When is attendance at the employer’s regular place of business “essential” to the employee’s job duties? As explained by the Ninth Circuit in Samper v. Providence St. Vincent Medical Center, employers should consider three factors when making this determination: (1) does the job require teamwork with other employees; (2) does the job require in-person interaction with clients, co-workers, or others; and (3) does the job require use of items or equipment located at the employer’s place of business?
In Samper, the court determined that regular attendance by a nurse caring for babies in the neo-natal intensive care unit was an essential function of her job, so the hospital did not have to allow the nurse to take unscheduled intermittent leave. The court distinguished the situation in Humphrey, where the same court decided that regular attendance was not an essential function for a medical transcriptionist because she could do her job at home (and many of her co-workers did so).
Tips for Employers
When employees request time of, flexible scheduling, telecommuting or similar accommodations for their own medical conditions, the employer should determine if providing the accommodation will constitute an undue burden or amount to creating a new position. “One size fits all” strategies do not work in this area.

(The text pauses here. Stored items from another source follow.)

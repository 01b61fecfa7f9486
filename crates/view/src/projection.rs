//! Synchronous half of a transform: everything except positions.

use crate::breadcrumb::{self, Breadcrumb};
use crate::options::{DetailLevel, PathMode, ScenarioPreset, TransformOptions, ViewLevel};
use archview_graph::traverse;
use archview_graph::{
    AbstractionKind, Boundary, ChangeStatus, ClassifiedGraph, ContainerType, Direction, Edge,
    Node, Protocol,
};
use serde::Serialize;
use std::collections::HashSet;

/// Node payload, populated according to the detail level
#[derive(Debug, Clone, PartialEq, Serialize)]
#[serde(rename_all = "camelCase")]
pub struct NodeDisplay {
    pub label: String,
    pub boundary: Boundary,
    #[serde(skip_serializing_if = "Option::is_none")]
    pub container_type: Option<ContainerType>,
    #[serde(skip_serializing_if = "Option::is_none")]
    pub changeset: Option<ChangeStatus>,
    #[serde(skip_serializing_if = "Vec::is_empty")]
    pub technologies: Vec<String>,
    #[serde(skip_serializing_if = "Option::is_none")]
    pub description: Option<String>,
    #[serde(skip_serializing_if = "Option::is_none")]
    pub api_endpoint_count: Option<usize>,
}

#[derive(Debug, Clone, PartialEq, Serialize)]
#[serde(rename_all = "camelCase")]
pub struct ProjectedNode {
    pub id: String,
    pub kind: AbstractionKind,
    pub display: NodeDisplay,
    pub dimmed: bool,
    pub highlighted: bool,
    pub focused: bool,
}

#[derive(Debug, Clone, PartialEq, Serialize)]
#[serde(rename_all = "camelCase")]
pub struct EdgeDisplay {
    pub protocol: Protocol,
    pub direction: Direction,
    #[serde(skip_serializing_if = "Option::is_none")]
    pub label: Option<String>,
    /// "METHOD /path" when backed by an API operation
    #[serde(skip_serializing_if = "Option::is_none")]
    pub http: Option<String>,
    #[serde(skip_serializing_if = "Option::is_none")]
    pub changeset: Option<ChangeStatus>,
}

#[derive(Debug, Clone, PartialEq, Serialize)]
#[serde(rename_all = "camelCase")]
pub struct ProjectedEdge {
    pub id: String,
    pub source: String,
    pub target: String,
    pub display: EdgeDisplay,
    pub dimmed: bool,
    pub highlighted: bool,
    pub is_deployment: bool,
}

/// Why the effective view differs from the requested one
#[derive(Debug, Clone, PartialEq, Serialize)]
#[serde(rename_all = "camelCase")]
pub struct FallbackNotice {
    pub requested: ViewLevel,
    pub effective: ViewLevel,
    pub reason: String,
}

/// Filtered and styled view content, not yet positioned
#[derive(Debug, Clone, PartialEq, Serialize)]
#[serde(rename_all = "camelCase")]
pub struct ViewProjection {
    /// Effective level after stale-selection fallback
    pub view_level: ViewLevel,
    #[serde(skip_serializing_if = "Option::is_none")]
    pub container_id: Option<String>,
    #[serde(skip_serializing_if = "Option::is_none")]
    pub component_id: Option<String>,
    pub detail: DetailLevel,
    pub nodes: Vec<ProjectedNode>,
    pub edges: Vec<ProjectedEdge>,
    pub breadcrumbs: Vec<Breadcrumb>,
    #[serde(skip_serializing_if = "Option::is_none")]
    pub fallback: Option<FallbackNotice>,
}

impl ViewProjection {
    pub fn node(&self, id: &str) -> Option<&ProjectedNode> {
        self.nodes.iter().find(|n| n.id == id)
    }

    pub fn edge(&self, id: &str) -> Option<&ProjectedEdge> {
        self.edges.iter().find(|e| e.id == id)
    }

    pub fn node_ids(&self) -> Vec<&str> {
        self.nodes.iter().map(|n| n.id.as_str()).collect()
    }
}

/// Manual filters plus scenario-forced ones
struct Filters<'a> {
    container_types: Option<&'a HashSet<ContainerType>>,
    /// Lowercased
    technologies: Option<HashSet<String>>,
    changes_only: bool,
}

impl<'a> Filters<'a> {
    fn new(options: &'a TransformOptions) -> Self {
        Self {
            container_types: options.container_types.as_ref(),
            technologies: options
                .technologies
                .as_ref()
                .map(|set| set.iter().map(|t| t.to_lowercase()).collect()),
            changes_only: options.changes_only(),
        }
    }

    fn admits(&self, node: &Node) -> bool {
        if let (Some(active), Some(ct)) = (self.container_types, node.container_type) {
            if !active.contains(&ct) {
                return false;
            }
        }
        if let Some(active) = &self.technologies {
            if !node.technologies.is_empty()
                && !node
                    .technologies
                    .iter()
                    .any(|t| active.contains(&t.to_lowercase()))
            {
                return false;
            }
        }
        !self.changes_only || node.changeset.is_some()
    }
}

/// View after stale-selection fallback
#[derive(Debug, PartialEq)]
struct ResolvedView {
    level: ViewLevel,
    container: Option<String>,
    component: Option<String>,
    fallback: Option<FallbackNotice>,
}

impl ResolvedView {
    fn new(level: ViewLevel, container: Option<String>, component: Option<String>) -> Self {
        Self {
            level,
            container,
            component,
            fallback: None,
        }
    }

    fn fallen_back(mut self, requested: ViewLevel, reason: String) -> Self {
        log::info!(
            "Stale selection: {:?} view falls back to {:?} ({})",
            requested,
            self.level,
            reason
        );
        self.fallback = Some(FallbackNotice {
            requested,
            effective: self.level,
            reason,
        });
        self
    }
}

fn resolve(graph: &ClassifiedGraph, options: &TransformOptions, filters: &Filters<'_>) -> ResolvedView {
    let visible = |id: &str, kind: AbstractionKind| {
        graph
            .node(id)
            .is_some_and(|n| n.kind == kind && filters.admits(n))
    };
    let requested = options.view_level;
    let selected_container = options.selected_container_id.as_deref();
    let selected_component = options.selected_component_id.as_deref();

    match requested {
        ViewLevel::Context => ResolvedView::new(ViewLevel::Context, None, None),

        // No selection: system overview at container level
        ViewLevel::Container => match selected_container {
            None => ResolvedView::new(ViewLevel::Container, None, None),
            Some(id) if visible(id, AbstractionKind::Container) => {
                ResolvedView::new(ViewLevel::Container, Some(id.to_string()), None)
            }
            Some(id) => ResolvedView::new(ViewLevel::Context, None, None)
                .fallen_back(requested, format!("container '{id}' is not visible")),
        },

        ViewLevel::Component => {
            if let Some(id) = selected_container {
                if !visible(id, AbstractionKind::Container) {
                    return ResolvedView::new(ViewLevel::Container, None, None)
                        .fallen_back(requested, format!("container '{id}' is not visible"));
                }
            }
            match selected_component {
                Some(id) if visible(id, AbstractionKind::Component) => {
                    let parent = graph.hierarchy().parent_of(id);
                    let container = parent.or(selected_container).map(str::to_string);
                    let view =
                        ResolvedView::new(ViewLevel::Component, container, Some(id.to_string()));
                    match (parent, selected_container) {
                        (Some(parent), Some(selected)) if parent != selected => {
                            let reason = format!(
                                "component '{id}' belongs to '{parent}', not '{selected}'"
                            );
                            view.fallen_back(requested, reason)
                        }
                        _ => view,
                    }
                }
                component => {
                    let reason = match component {
                        Some(id) => format!("component '{id}' is not visible"),
                        None => "no component selected".to_string(),
                    };
                    ResolvedView::new(
                        ViewLevel::Container,
                        selected_container.map(str::to_string),
                        None,
                    )
                    .fallen_back(requested, reason)
                }
            }
        }
    }
}

/// Node ids the view level shows before filtering
fn level_members(graph: &ClassifiedGraph, view: &ResolvedView) -> HashSet<String> {
    let is_top_level = |n: &Node| {
        matches!(n.kind, AbstractionKind::Container | AbstractionKind::External)
    };
    let communication = || graph.edges().iter().filter(|e| !e.is_deployment);

    match (view.level, view.container.as_deref(), view.component.as_deref()) {
        (ViewLevel::Component, container, Some(component)) => {
            let mut ids: HashSet<String> = match container {
                Some(parent) => graph.hierarchy().children_of(parent).iter().cloned().collect(),
                None => HashSet::new(),
            };
            ids.insert(component.to_string());
            for edge in communication().filter(|e| e.touches(component)) {
                ids.insert(edge.source.clone());
                ids.insert(edge.target.clone());
            }
            ids
        }
        (ViewLevel::Container, Some(container), _) => {
            let mut ids: HashSet<String> =
                graph.hierarchy().children_of(container).iter().cloned().collect();
            let mut inside = ids.clone();
            inside.insert(container.to_string());
            for edge in communication() {
                let other = if inside.contains(&edge.source) {
                    &edge.target
                } else if inside.contains(&edge.target) {
                    &edge.source
                } else {
                    continue;
                };
                if other != container && graph.node(other).is_some_and(is_top_level) {
                    ids.insert(other.clone());
                }
            }
            ids
        }
        _ => graph
            .nodes()
            .iter()
            .filter(|n| is_top_level(n))
            .map(|n| n.id.clone())
            .collect(),
    }
}
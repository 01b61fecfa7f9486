use crate::options::ViewLevel;
use archview_graph::ClassifiedGraph;
use serde::{Deserialize, Serialize};

pub const CONTEXT_LABEL: &str = "System Context";

/// One navigation segment: context, then container, then component
#[derive(Debug, Clone, PartialEq, Serialize, Deserialize)]
#[serde(rename_all = "camelCase")]
pub struct Breadcrumb {
    pub level: ViewLevel,
    pub label: String,
    #[serde(default, skip_serializing_if = "Option::is_none")]
    pub node_id: Option<String>,
}

/// Segments for an already-resolved view. Ids missing from the graph are
/// labelled with the id itself.
pub fn build(
    graph: &ClassifiedGraph,
    container_id: Option<&str>,
    component_id: Option<&str>,
) -> Vec<Breadcrumb> {
    let mut crumbs = vec![Breadcrumb {
        level: ViewLevel::Context,
        label: CONTEXT_LABEL.to_string(),
        node_id: None,
    }];

    let segment = |level, id: &str| Breadcrumb {
        level,
        label: graph
            .node(id)
            .map(|n| n.name.clone())
            .unwrap_or_else(|| id.to_string()),
        node_id: Some(id.to_string()),
    };

    if let Some(id) = container_id {
        crumbs.push(segment(ViewLevel::Container, id));
    }
    if let Some(id) = component_id {
        crumbs.push(segment(ViewLevel::Component, id));
    }
    crumbs
}
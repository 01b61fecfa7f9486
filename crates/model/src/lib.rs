//! # archview model
//!
//! The read-only input contract of the engine: a layered architecture model
//! (motivation, business, security, application, technology, api, datastore)
//! made of elements and relationships, plus the changeset documents produced
//! by change tracking.
//!
//! Models are tolerated as hand-authored: every field except element ids and
//! relationship endpoints is optional, and property lookups ignore case and
//! `-`/`_` separators.

mod changeset;
mod error;
mod layer;
mod types;

pub use changeset::{Change, ChangeOperation, ChangeStatus, Changeset};
pub use error::{ModelError, Result};
pub use layer::LayerKind;
pub use types::{normalize_token, ArchitectureModel, Element, Layer, Properties, Relationship};
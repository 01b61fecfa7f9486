use crate::types::normalize_token;
use serde::{Deserialize, Serialize};

/// Kind of an architecture layer, derived from its declared type
#[derive(Debug, Clone, Copy, PartialEq, Eq, Hash, PartialOrd, Ord, Serialize, Deserialize)]
#[serde(rename_all = "camelCase")]
pub enum LayerKind {
    Motivation,
    Business,
    Security,
    Application,
    Technology,
    Api,
    DataModel,
    Datastore,
    Other,
}

/// Declared layer-type spellings, compared after normalization
const LAYER_ALIASES: &[(&[&str], LayerKind)] = &[
    (&["motivation", "motivationlayer"], LayerKind::Motivation),
    (&["business", "businesslayer"], LayerKind::Business),
    (&["security", "securitylayer"], LayerKind::Security),
    (&["application", "applicationlayer", "app"], LayerKind::Application),
    (
        &["technology", "technologylayer", "infrastructure", "tech"],
        LayerKind::Technology,
    ),
    (&["api", "apis", "apilayer", "interface"], LayerKind::Api),
    (&["datamodel", "datamodellayer", "schema"], LayerKind::DataModel),
    (
        &["datastore", "datastores", "datastorelayer", "database", "storage"],
        LayerKind::Datastore,
    ),
];

impl LayerKind {
    /// Classify a declared layer type; unknown spellings map to `Other`
    pub fn from_declared(raw: &str) -> Self {
        let token = normalize_token(raw);
        LAYER_ALIASES
            .iter()
            .find(|(aliases, _)| aliases.contains(&token.as_str()))
            .map(|(_, kind)| *kind)
            .unwrap_or(LayerKind::Other)
    }
}

#[cfg(test)]
mod tests {
    use super::*;

    #[test]
    fn recognizes_common_spellings() {
        assert_eq!(LayerKind::from_declared("Application"), LayerKind::Application);
        assert_eq!(LayerKind::from_declared("data-store"), LayerKind::Datastore);
        assert_eq!(LayerKind::from_declared("Data_Model"), LayerKind::DataModel);
        assert_eq!(LayerKind::from_declared("APIs"), LayerKind::Api);
        assert_eq!(LayerKind::from_declared("ux"), LayerKind::Other);
    }
}
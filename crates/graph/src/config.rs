use crate::error::{GraphError, Result};
use serde::{Deserialize, Serialize};

/// Configuration for graph building behavior
#[derive(Debug, Clone, PartialEq, Serialize, Deserialize)]
#[serde(default, rename_all = "snake_case")]
pub struct GraphBuilderConfig {
    /// Run the structural validation pass after construction
    pub validate_structure: bool,

    /// Supplement declared technologies by scanning name and description
    pub infer_technologies_from_text: bool,

    /// Classify security-layer roles as (internal) external actors
    pub include_security_actors: bool,

    /// Emit deployment nodes and deployment edges for the overlay
    pub include_deployment_nodes: bool,

    /// Containers detected below this confidence are dropped with a warning.
    /// 0.0 accepts every detected container.
    pub min_container_confidence: f32,
}

impl Default for GraphBuilderConfig {
    fn default() -> Self {
        Self {
            validate_structure: true,
            infer_technologies_from_text: true,
            include_security_actors: true,
            include_deployment_nodes: true,
            min_container_confidence: 0.0,
        }
    }
}

impl GraphBuilderConfig {
    /// Skip validation and text inference (large models, interactive reloads)
    pub fn fast() -> Self {
        Self {
            validate_structure: false,
            infer_technologies_from_text: false,
            ..Default::default()
        }
    }

    /// Reject weakly detected containers (realization-only signals)
    pub fn strict() -> Self {
        Self {
            min_container_confidence: 0.7,
            ..Default::default()
        }
    }

    pub fn validate(&self) -> Result<()> {
        if !(0.0..=1.0).contains(&self.min_container_confidence) {
            return Err(GraphError::invalid_config(format!(
                "min_container_confidence ({}) must be within 0.0..=1.0",
                self.min_container_confidence
            )));
        }
        Ok(())
    }
}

Employers cannot lawfully institute leave “caps,” even if they are of relatively long duration (12 months, for instance.) Nor should employers impose “no telecommuting” or “no alternative scheduling” restrictions unless justified by the duties of the position at issue. Rather, employers should have a process in place to evaluate all accommodation requests on a case-by-case basis, and seek advice from competent employment law counsel when appropriate.